What you need to do: Would you give all of the records again, exactly as they read?

+ + + + + + +

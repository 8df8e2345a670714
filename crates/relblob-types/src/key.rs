use bytemuck::Pod;

/// A key type usable in a sorted array.
///
/// Keys are ordered by [`BlobKey::key_hash`] and confirmed by equality, so
/// distinct keys may share a hash.
pub trait BlobKey: Pod + PartialEq {
    fn key_hash(&self) -> u64 {
        digest_hash(bytemuck::bytes_of(self))
    }
}

/// The first eight bytes of the BLAKE3 digest of `bytes`, little-endian.
pub fn digest_hash(bytes: &[u8]) -> u64 {
    let digest = blake3::hash(bytes);
    let mut prefix = [0u8; 8];
    prefix.copy_from_slice(&digest.as_bytes()[..8]);
    u64::from_le_bytes(prefix)
}

macro_rules! impl_blob_key {
    ($($ty:ty),+ $(,)?) => {
        $(impl BlobKey for $ty {})+
    };
}

impl_blob_key!(u8, u16, u32, u64, i8, i16, i32, i64, [u8; 16], [u8; 32]);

+ + + + + + +

Finished task:
repository 8df8e2345a670714
filename crates/relblob-types/src/key.rs
use bytemuck::Pod;

/// A key type usable in a sorted array.
///
/// Keys are ordered by [`BlobKey::key_hash`] and confirmed by equality, so
/// distinct keys may share a hash.
pub trait BlobKey: Pod + PartialEq {
    fn key_hash(&self) -> u64 {
        digest_hash(bytemuck::bytes_of(self))
    }
}

/// The first eight bytes of the BLAKE3 digest of `bytes`, little-endian.
pub fn digest_hash(bytes: &[u8]) -> u64 {
    let digest = blake3::hash(bytes);
    let mut prefix = [0u8; 8];
    prefix.copy_from_slice(&digest.as_bytes()[..8]);
    u64::from_le_bytes(prefix)
}

macro_rules! impl_blob_key {
    ($($ty:ty),+ $(,)?) => {
        $(impl BlobKey for $ty {})+
    };
}

impl_blob_key!(u8, u16, u32, u64, i8, i16, i32, i64, [u8; 16], [u8; 32]);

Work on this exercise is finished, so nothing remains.